In my previous blog, I reviewed five sources of bias in machine decision-making. Here they are:
- The population. Many people have prejudices that will end up being sampled. Statistical learning algorithms summarize this bias in the models that they construct from these samples. Trying to eliminate this bias requires formalization of moral values that cannot be fully formalized, change with time and depend on local culture. This may cause more problems than it solves.
- The sample. Samples with which algorithms are trained (and tested) are biased in the sense that they are not representative of the population. Random samples are almost never representative. Stratified samples are to some extent representative, but the members of each class are treated as identical, which they are not. This kind of bias cannot be eliminated.
- Sensors and observers. Phenomena in the real world are translated into data by sensors and observers. These may be biased and not all of this bias can be eliminated.

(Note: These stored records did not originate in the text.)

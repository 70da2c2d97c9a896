//! CLI argument definitions and parsing.
//!
//! Responsibilities:
//! - Define the CLI structure using clap derive macros.
//! - Bind global store options to their environment variables.
//!
//! Non-responsibilities:
//! - Does not execute commands (see `dispatch` module).
//! - Does not validate store configuration (see `nsenv_config::ConfigLoader`).

use clap::{Parser, Subcommand};
use nsenv_config::BackendKind;
use std::path::PathBuf;

#[derive(Parser)]
#[command(name = "nsenv")]
#[command(
    about = "Read and write namespaced settings from the environment and a record store",
    long_about = None
)]
#[command(version)]
#[command(
    after_help = "Examples:\n  nsenv --store-file settings.json set API_URL https://api.example.com\n  nsenv --store-file settings.json get API_URL\n  nsenv get WORKERS --partition tenant-a --type integer\n  nsenv get OPTIONAL_FLAG --no-raise\n  nsenv init\n"
)]
pub struct Cli {
    /// Record store backend (memory, file, kvstore)
    #[arg(long, global = true, env = "NSENV_BACKEND")]
    pub backend: Option<BackendKind>,

    /// Path of the JSON store file (file backend)
    #[arg(long, global = true, env = "NSENV_STORE_FILE", value_name = "FILE")]
    pub store_file: Option<PathBuf>,

    /// Base URL of the KV store service (e.g., https://localhost:8089)
    #[arg(long, global = true, env = "NSENV_STORE_URL")]
    pub store_url: Option<String>,

    /// Bearer token for the KV store service
    #[arg(long, global = true, env = "NSENV_STORE_TOKEN", hide_env_values = true)]
    pub token: Option<String>,

    /// App namespace of the KV store collection
    #[arg(long, global = true, env = "NSENV_STORE_APP")]
    pub app: Option<String>,

    /// Owner namespace of the KV store collection
    #[arg(long, global = true, env = "NSENV_STORE_OWNER")]
    pub owner: Option<String>,

    /// KV store collection holding the settings
    #[arg(long, global = true, env = "NSENV_COLLECTION")]
    pub collection: Option<String>,

    /// Request timeout in seconds
    #[arg(long, global = true, env = "NSENV_TIMEOUT")]
    pub timeout: Option<u64>,

    /// Skip TLS certificate verification (for self-signed certificates)
    #[arg(long, global = true, env = "NSENV_SKIP_VERIFY")]
    pub skip_verify: bool,

    #[command(subcommand)]
    pub command: Commands,
}

#[derive(Subcommand)]
pub enum Commands {
    /// Print the value of a setting
    Get {
        /// Setting name
        name: String,

        /// Partition to look the setting up in
        #[arg(short, long, default_value = "")]
        partition: String,

        /// Result type: string, integer or float
        #[arg(short = 't', long = "type", default_value = "string")]
        result_type: String,

        /// Exit successfully when the setting has no value
        #[arg(long)]
        no_raise: bool,

        /// With --no-raise, print the placeholder value instead of nothing
        #[arg(long, requires = "no_raise")]
        show_sentinel: bool,
    },

    /// Store a value for a setting
    Set {
        /// Setting name
        name: String,

        /// Value to store
        #[arg(allow_hyphen_values = true)]
        value: String,

        /// Partition to store the setting in
        #[arg(short, long, default_value = "")]
        partition: String,
    },

    /// Create the reserved init record so the store is never empty
    Init,
}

- The algorithm. Learning algorithms introduce bias in the form of simplifying assumptions. Some models make very few assumptions but this increases another kind of error, variance across training samples. Those models are biased by the training set.
- The decision maker. To apply the statistical model to a case, the decision maker judges that the case is sufficiently similar to the training set. If the case is actually different in ways relevant to the decision, then this assumption is a bias.

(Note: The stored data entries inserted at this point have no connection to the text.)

//! Configuration loader builder implementation.
//!
//! Responsibilities:
//! - Provide a builder-pattern `ConfigLoader` for store configuration.
//! - Support loading from `.env`, environment variables, and direct builder methods.
//! - Build the final `StoreConfig` from loaded values.
//!
//! Does NOT handle:
//! - Direct environment variable parsing logic (delegated to env.rs).
//! - Opening the configured store (see the client crate).
//!
//! Invariants / Assumptions:
//! - Builder methods take precedence over environment variables.
//! - `load_dotenv()` must be called explicitly to enable `.env` file loading.
//! - The `DOTENV_DISABLED` variable is checked before `dotenvy::dotenv()` is called.

use secrecy::SecretString;
use std::path::PathBuf;
use std::time::Duration;

use super::env::apply_env;
use super::error::ConfigError;
use crate::constants::{
    DEFAULT_APP, DEFAULT_COLLECTION, DEFAULT_OWNER, DEFAULT_TIMEOUT_SECS, ENV_DOTENV_DISABLED,
    MAX_TIMEOUT_SECS,
};
use crate::types::{BackendKind, KvStoreConfig, StoreConfig};

/// Configuration loader that builds a [`StoreConfig`] from builder values and
/// environment variables.
#[derive(Debug, Default)]
pub struct ConfigLoader {
    backend: Option<BackendKind>,
    store_file: Option<PathBuf>,
    store_url: Option<String>,
    token: Option<SecretString>,
    app: Option<String>,
    owner: Option<String>,
    collection: Option<String>,
    timeout: Option<Duration>,
    skip_verify: Option<bool>,
}

impl ConfigLoader {
    /// Create a new configuration loader.
    pub fn new() -> Self {
        Self::default()
    }

    /// Check if dotenv loading is disabled via environment variable.
    fn dotenv_disabled() -> bool {
        matches!(
            std::env::var(ENV_DOTENV_DISABLED).ok().as_deref(),
            Some("true") | Some("1")
        )
    }

    /// Load environment variables from .env file if present.
    ///
    /// If `DOTENV_DISABLED` is set to "true" or "1", the .env file is not loaded.
    ///
    /// # Errors
    ///
    /// Returns an error if:
    /// - The `.env` file exists but has invalid syntax (`ConfigError::DotenvParse`)
    /// - The `.env` file exists but cannot be read (`ConfigError::DotenvIo`)
    ///
    /// Missing `.env` files are silently ignored (returns `Ok(self)`).
    ///
    /// SAFETY: Error messages never include raw .env line contents to prevent secret leakage.
    pub fn load_dotenv(self) -> Result<Self, ConfigError> {
        if Self::dotenv_disabled() {
            return Ok(self);
        }

        match dotenvy::dotenv() {
            Ok(path) => {
                tracing::debug!(path = %path.display(), "Loaded .env file");
                Ok(self)
            }
            Err(e) if Self::is_not_found(&e) => Ok(self),
            Err(dotenvy::Error::LineParse(_, idx)) => {
                Err(ConfigError::DotenvParse { error_index: idx })
            }
            Err(dotenvy::Error::Io(io_err)) => Err(ConfigError::DotenvIo {
                kind: io_err.kind(),
            }),
            Err(_) => Err(ConfigError::DotenvUnknown),
        }
    }

    /// Check if a dotenv error indicates the file was not found.
    fn is_not_found(err: &dotenvy::Error) -> bool {
        matches!(
            err,
            dotenvy::Error::Io(io_err) if io_err.kind() == std::io::ErrorKind::NotFound
        )
    }

    /// Read configuration from environment variables.
    ///
    /// Only fills values not already set through builder methods.
    pub fn from_env(mut self) -> Result<Self, ConfigError> {
        apply_env(&mut self)?;
        Ok(self)
    }

    /// Select the backend explicitly.
    pub fn with_backend(mut self, backend: BackendKind) -> Self {
        self.backend = Some(backend);
        self
    }

    /// Set the JSON store file path.
    pub fn with_store_file(mut self, path: PathBuf) -> Self {
        self.store_file = Some(path);
        self
    }

    /// Set the KV store base URL.
    pub fn with_store_url(mut self, url: String) -> Self {
        self.store_url = Some(url);
        self
    }

    /// Set the KV store API token.
    pub fn with_token(mut self, token: String) -> Self {
        self.token = Some(SecretString::new(token.into()));
        self
    }

    /// Set the app namespace.
    pub fn with_app(mut self, app: String) -> Self {
        self.app = Some(app);
        self
    }

    /// Set the owner namespace.
    pub fn with_owner(mut self, owner: String) -> Self {
        self.owner = Some(owner);
        self
    }

    /// Set the collection name.
    pub fn with_collection(mut self, collection: String) -> Self {
        self.collection = Some(collection);
        self
    }

    /// Set the request timeout.
    pub fn with_timeout(mut self, timeout: Duration) -> Self {
        self.timeout = Some(timeout);
        self
    }

    /// Set whether to skip TLS verification.
    pub fn with_skip_verify(mut self, skip: bool) -> Self {
        self.skip_verify = Some(skip);
        self
    }

    /// Resolve which backend to use.
    ///
    /// An explicit selection wins; otherwise a store file implies `file`,
    /// a store URL implies `kvstore`, and the fallback is `memory`.
    fn resolve_backend(&self) -> BackendKind {
        match self.backend {
            Some(kind) => kind,
            None if self.store_file.is_some() => BackendKind::File,
            None if self.store_url.is_some() => BackendKind::KvStore,
            None => BackendKind::Memory,
        }
    }

    /// Build the final configuration.
    pub fn build(self) -> Result<StoreConfig, ConfigError> {
        let config = match self.resolve_backend() {
            BackendKind::Memory => StoreConfig::Memory,
            BackendKind::File => {
                let path = self
                    .store_file
                    .filter(|p| !p.as_os_str().is_empty())
                    .ok_or(ConfigError::MissingStoreFile)?;
                StoreConfig::File { path }
            }
            BackendKind::KvStore => {
                let base_url = self
                    .store_url
                    .as_deref()
                    .map(validate_and_normalize_base_url)
                    .transpose()?
                    .ok_or(ConfigError::MissingStoreUrl)?;
                let token = self.token.ok_or(ConfigError::MissingAuth)?;
                let timeout = self
                    .timeout
                    .unwrap_or(Duration::from_secs(DEFAULT_TIMEOUT_SECS));
                validate_timeout(timeout)?;

                StoreConfig::KvStore(KvStoreConfig {
                    base_url,
                    token,
                    app: self.app.unwrap_or_else(|| DEFAULT_APP.to_string()),
                    owner: self.owner.unwrap_or_else(|| DEFAULT_OWNER.to_string()),
                    collection: self
                        .collection
                        .unwrap_or_else(|| DEFAULT_COLLECTION.to_string()),
                    timeout,
                    skip_verify: self.skip_verify.unwrap_or(false),
                })
            }
        };

        tracing::debug!(backend = %config.kind(), "Resolved store configuration");
        Ok(config)
    }

    // Internal accessor methods for use by env.rs

    pub(crate) fn backend(&self) -> Option<BackendKind> {
        self.backend
    }

    pub(crate) fn store_file(&self) -> Option<&PathBuf> {
        self.store_file.as_ref()
    }

    pub(crate) fn store_url(&self) -> Option<&String> {
        self.store_url.as_ref()
    }

    pub(crate) fn has_token(&self) -> bool {
        self.token.is_some()
    }

    pub(crate) fn app(&self) -> Option<&String> {
        self.app.as_ref()
    }

    pub(crate) fn owner(&self) -> Option<&String> {
        self.owner.as_ref()
    }

    pub(crate) fn collection(&self) -> Option<&String> {
        self.collection.as_ref()
    }

    pub(crate) fn timeout(&self) -> Option<Duration> {
        self.timeout
    }

    pub(crate) fn skip_verify(&self) -> Option<bool> {
        self.skip_verify
    }

    pub(crate) fn set_backend(&mut self, backend: Option<BackendKind>) {
        self.backend = backend;
    }

    pub(crate) fn set_store_file(&mut self, path: Option<PathBuf>) {
        self.store_file = path;
    }

    pub(crate) fn set_store_url(&mut self, url: Option<String>) {
        self.store_url = url;
    }

    pub(crate) fn set_token(&mut self, token: Option<SecretString>) {
        self.token = token;
    }

    pub(crate) fn set_app(&mut self, app: Option<String>) {
        self.app = app;
    }

    pub(crate) fn set_owner(&mut self, owner: Option<String>) {
        self.owner = owner;
    }

    pub(crate) fn set_collection(&mut self, collection: Option<String>) {
        self.collection = collection;
    }

    pub(crate) fn set_timeout(&mut self, timeout: Option<Duration>) {
        self.timeout = timeout;
    }

    pub(crate) fn set_skip_verify(&mut self, skip: Option<bool>) {
        self.skip_verify = skip;
    }
}

/// Rejects zero timeouts and timeouts above [`MAX_TIMEOUT_SECS`].
fn validate_timeout(timeout: Duration) -> Result<(), ConfigError> {
    let secs = timeout.as_secs();
    if secs == 0 {
        return Err(ConfigError::InvalidTimeout {
            message: "timeout must be greater than 0 seconds".to_string(),
        });
    }
    if secs > MAX_TIMEOUT_SECS {
        return Err(ConfigError::InvalidTimeout {
            message: format!(
                "timeout exceeds maximum allowed value of {} seconds",
                MAX_TIMEOUT_SECS
            ),
        });
    }
    Ok(())
}

/// Validates and normalizes a base URL string.
///
/// Validation rules:
/// - Trim surrounding whitespace
/// - Treat blank/whitespace-only as missing
/// - Parse as an absolute http(s) URL with a host
/// - Normalize by stripping trailing slash
fn validate_and_normalize_base_url(raw: &str) -> Result<String, ConfigError> {
    let trimmed = raw.trim();

    if trimmed.is_empty() {
        return Err(ConfigError::MissingStoreUrl);
    }

    let parsed = url::Url::parse(trimmed).map_err(|e| ConfigError::InvalidValue {
        var: "store_url".into(),
        message: format!(
            "must be an absolute http(s) URL with a host (e.g. https://localhost:8089): {e}"
        ),
    })?;

    let scheme = parsed.scheme();
    if scheme != "http" && scheme != "https" {
        return Err(ConfigError::InvalidValue {
            var: "store_url".into(),
            message: format!(
                "scheme must be http or https (e.g. https://localhost:8089), got: {scheme}"
            ),
        });
    }

    if parsed.host_str().is_none() {
        return Err(ConfigError::InvalidValue {
            var: "store_url".into(),
            message: "host is required (e.g. https://localhost:8089)".into(),
        });
    }

    Ok(parsed.as_str().trim_end_matches('/').to_string())
}

#[cfg(test)]
mod tests {
    use super::*;
    use secrecy::ExposeSecret;

    #[test]
    fn test_default_backend_is_memory() {
        let config = ConfigLoader::new().build().unwrap();
        assert!(matches!(config, StoreConfig::Memory));
    }

    #[test]
    fn test_store_file_implies_file_backend() {
        let config = ConfigLoader::new()
            .with_store_file(PathBuf::from("/tmp/settings.json"))
            .build()
            .unwrap();
        match config {
            StoreConfig::File { path } => assert_eq!(path, PathBuf::from("/tmp/settings.json")),
            other => panic!("expected file backend, got {other:?}"),
        }
    }

    #[test]
    fn test_explicit_file_backend_requires_path() {
        let err = ConfigLoader::new()
            .with_backend(BackendKind::File)
            .build()
            .unwrap_err();
        assert!(matches!(err, ConfigError::MissingStoreFile));
    }

    #[test]
    fn test_kvstore_backend_normalizes_url_and_applies_defaults() {
        let config = ConfigLoader::new()
            .with_store_url("https://localhost:8089/".to_string())
            .with_token("token".to_string())
            .build()
            .unwrap();
        let StoreConfig::KvStore(kv) = config else {
            panic!("expected kvstore backend");
        };
        assert_eq!(kv.base_url, "https://localhost:8089");
        assert_eq!(kv.token.expose_secret(), "token");
        assert_eq!(kv.app, DEFAULT_APP);
        assert_eq!(kv.owner, DEFAULT_OWNER);
        assert_eq!(kv.collection, DEFAULT_COLLECTION);
        assert!(!kv.skip_verify);
    }

    #[test]
    fn test_kvstore_backend_requires_token() {
        let err = ConfigLoader::new()
            .with_store_url("https://localhost:8089".to_string())
            .build()
            .unwrap_err();
        assert!(matches!(err, ConfigError::MissingAuth));
    }

    #[test]
    fn test_kvstore_backend_requires_url() {
        let err = ConfigLoader::new()
            .with_backend(BackendKind::KvStore)
            .with_token("token".to_string())
            .build()
            .unwrap_err();
        assert!(matches!(err, ConfigError::MissingStoreUrl));
    }

    #[test]
    fn test_rejects_non_http_scheme() {
        let err = ConfigLoader::new()
            .with_store_url("ftp://example.com".to_string())
            .with_token("token".to_string())
            .build()
            .unwrap_err();
        assert!(err.to_string().contains("scheme must be http or https"));
    }

    #[test]
    fn test_rejects_zero_and_oversized_timeouts() {
        for secs in [0, MAX_TIMEOUT_SECS + 1] {
            let err = ConfigLoader::new()
                .with_store_url("https://localhost:8089".to_string())
                .with_token("token".to_string())
                .with_timeout(Duration::from_secs(secs))
                .build()
                .unwrap_err();
            assert!(matches!(err, ConfigError::InvalidTimeout { .. }), "{secs}");
        }
    }
}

The following diagram summarizes these sources. The prediction machine is a piece of software that contains the statistical model constructed by the learning algorithm.[i]
All these biases can be reduced but none can be eliminated in all decisions. Yet, the tech press suggests that we can fix this and otherwise should stop it. In some cases, the use of prediction machines has indeed been abandoned.

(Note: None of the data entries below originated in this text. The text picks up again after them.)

//! Store configuration types.
//!
//! Responsibilities:
//! - Define which record store backend is in use and its connection settings.
//! - Parse backend names from strings (env vars and CLI flags).
//!
//! Does NOT handle:
//! - Loading values from the environment (see `loader` module).
//! - Opening connections or files (see the client crate).
//!
//! Invariants:
//! - A `KvStore` configuration always carries a normalized base URL (no trailing slash).
//! - Tokens are held as `SecretString` and never appear in `Debug` output.

use secrecy::SecretString;
use std::fmt;
use std::path::PathBuf;
use std::str::FromStr;
use std::time::Duration;

use crate::constants::{DEFAULT_APP, DEFAULT_COLLECTION, DEFAULT_OWNER, DEFAULT_TIMEOUT_SECS};

/// Record store backend selector.
#[derive(Debug, Clone, Copy, PartialEq, Eq)]
pub enum BackendKind {
    /// In-process store, lost when the process exits.
    Memory,
    /// JSON document on local disk.
    File,
    /// Remote KV store collection over HTTP.
    KvStore,
}

impl BackendKind {
    /// Returns the canonical lowercase name.
    pub const fn as_str(&self) -> &'static str {
        match self {
            BackendKind::Memory => "memory",
            BackendKind::File => "file",
            BackendKind::KvStore => "kvstore",
        }
    }
}

impl fmt::Display for BackendKind {
    fn fmt(&self, f: &mut fmt::Formatter<'_>) -> fmt::Result {
        f.write_str(self.as_str())
    }
}

impl FromStr for BackendKind {
    type Err = String;

    fn from_str(s: &str) -> Result<Self, Self::Err> {
        match s.trim().to_ascii_lowercase().as_str() {
            "memory" | "mem" => Ok(BackendKind::Memory),
            "file" | "json" => Ok(BackendKind::File),
            "kvstore" | "kv" => Ok(BackendKind::KvStore),
            other => Err(format!(
                "unknown backend '{other}' (expected memory, file or kvstore)"
            )),
        }
    }
}

/// Connection settings for a remote KV store collection.
#[derive(Debug, Clone)]
pub struct KvStoreConfig {
    /// Base URL of the service (e.g., https://localhost:8089), no trailing slash.
    pub base_url: String,
    /// Bearer token sent with every request.
    pub token: SecretString,
    /// App namespace of the collection.
    pub app: String,
    /// Owner namespace of the collection.
    pub owner: String,
    /// Collection holding the setting records.
    pub collection: String,
    /// Per-request timeout.
    pub timeout: Duration,
    /// Whether to skip TLS verification (for self-signed certificates).
    pub skip_verify: bool,
}

impl KvStoreConfig {
    /// Creates a configuration with default namespace, collection and timeout.
    pub fn new(base_url: impl Into<String>, token: SecretString) -> Self {
        Self {
            base_url: base_url.into(),
            token,
            app: DEFAULT_APP.to_string(),
            owner: DEFAULT_OWNER.to_string(),
            collection: DEFAULT_COLLECTION.to_string(),
            timeout: Duration::from_secs(DEFAULT_TIMEOUT_SECS),
            skip_verify: false,
        }
    }
}

/// Fully resolved record store configuration.
#[derive(Debug, Clone)]
pub enum StoreConfig {
    /// In-process store.
    Memory,
    /// JSON file store at `path`.
    File { path: PathBuf },
    /// Remote KV store collection.
    KvStore(KvStoreConfig),
}

impl StoreConfig {
    /// Returns the backend kind of this configuration.
    pub fn kind(&self) -> BackendKind {
        match self {
            StoreConfig::Memory => BackendKind::Memory,
            StoreConfig::File { .. } => BackendKind::File,
            StoreConfig::KvStore(_) => BackendKind::KvStore,
        }
    }
}

#[cfg(test)]
mod tests {
    use super::*;

    #[test]
    fn test_backend_kind_from_str() {
        assert_eq!("memory".parse::<BackendKind>(), Ok(BackendKind::Memory));
        assert_eq!(" FILE ".parse::<BackendKind>(), Ok(BackendKind::File));
        assert_eq!("kv".parse::<BackendKind>(), Ok(BackendKind::KvStore));
        assert!("redis".parse::<BackendKind>().is_err());
    }

    #[test]
    fn test_backend_kind_display_round_trips() {
        for kind in [BackendKind::Memory, BackendKind::File, BackendKind::KvStore] {
            assert_eq!(kind.to_string().parse::<BackendKind>(), Ok(kind));
        }
    }

    #[test]
    fn test_kvstore_config_debug_redacts_token() {
        let config = KvStoreConfig::new(
            "https://localhost:8089",
            SecretString::new("super-secret".to_string().into()),
        );
        let debug = format!("{:?}", config);
        assert!(!debug.contains("super-secret"));
        assert_eq!(config.collection, DEFAULT_COLLECTION);
        assert_eq!(config.timeout, Duration::from_secs(DEFAULT_TIMEOUT_SECS));
    }
}
pub mod aws_clients;
pub mod config;
pub mod describe;
pub mod domain;
pub mod drivers;
pub mod errors;
pub mod fetch;
pub mod inspect;
pub mod models;
pub mod openai;
pub mod pacing;
pub mod reconciler;
pub mod repositories;
pub mod startup;
pub mod storage;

Proponents of machine-supported decision-making point out the benefits of using prediction machines. Algorithms can be made to have less bias than people and, unlike people, they treat cases with the same data in the same way[ii]. Some of them argue for replacing human by machine decisions. For example, Rayid Ghani of Carnegie Mellon University says that “We are still using these algorithms called humans that are really biased. We’ve tested them and known that they’re horrible, but we still use them to make really important decisions every day.”
This discussion frames the problem as a choice between letting machines decide without the help of people or letting people decide without the help of machines. This is a false choice. We live in an imperfect world and the goal of total perfection, in this case the goal of total lack of bias, is in the end destructive.
Scientists have learned how to produce reliable results even though researchers have limited cognitive abilities. Engineers have learned to construct reliable systems from unreliable components. We should use their techniques to improve decision-making too.
In what follows I review nine questions that decision makers should ask when using a prediction machine to improve their decisions. These questions are borrowed from the methodologies of science and engineering.[iii]
(1) Assessing prejudices in the population
Even if the decision maker aims to reduce bias in the population, he or she cannot change this at the time of constructing the training set. Moreover, we may need to construct a statistical model of the population in order to become aware of bias at all. Data scientists and decision maker should keep asking the question whether the population is based in a way that affects the statistical model.
(2) Assessing the representativeness of the sample
No sample is representative of the population in all possible ways. The data scientist must assess in which ways the composition of the sample covers the composition of the population, and in which ways it does not cover it.
If the data scientist wants to know about prejudices in the population then their aim is to include these in the sample. But if the decision maker wants to avoid common prejudices then they want to exclude these from the sample. In any case, both need to understand the sampling method and what it means for the relation between sample and population.
(3) Reliability of sensors and observers
Getting reliable data about the sample in the training set may take up 80% of the effort of constructing a prediction machine. Data may have been collected for different purposes, sensors may have been biased and people may have made mistakes and omissions when entering data. Data scientists must summarize data quality issues and decision makers must be aware of this to assess the trust they can put in the prediction machine.
Decision makers must also ask how reliable the data is about the case to be decided.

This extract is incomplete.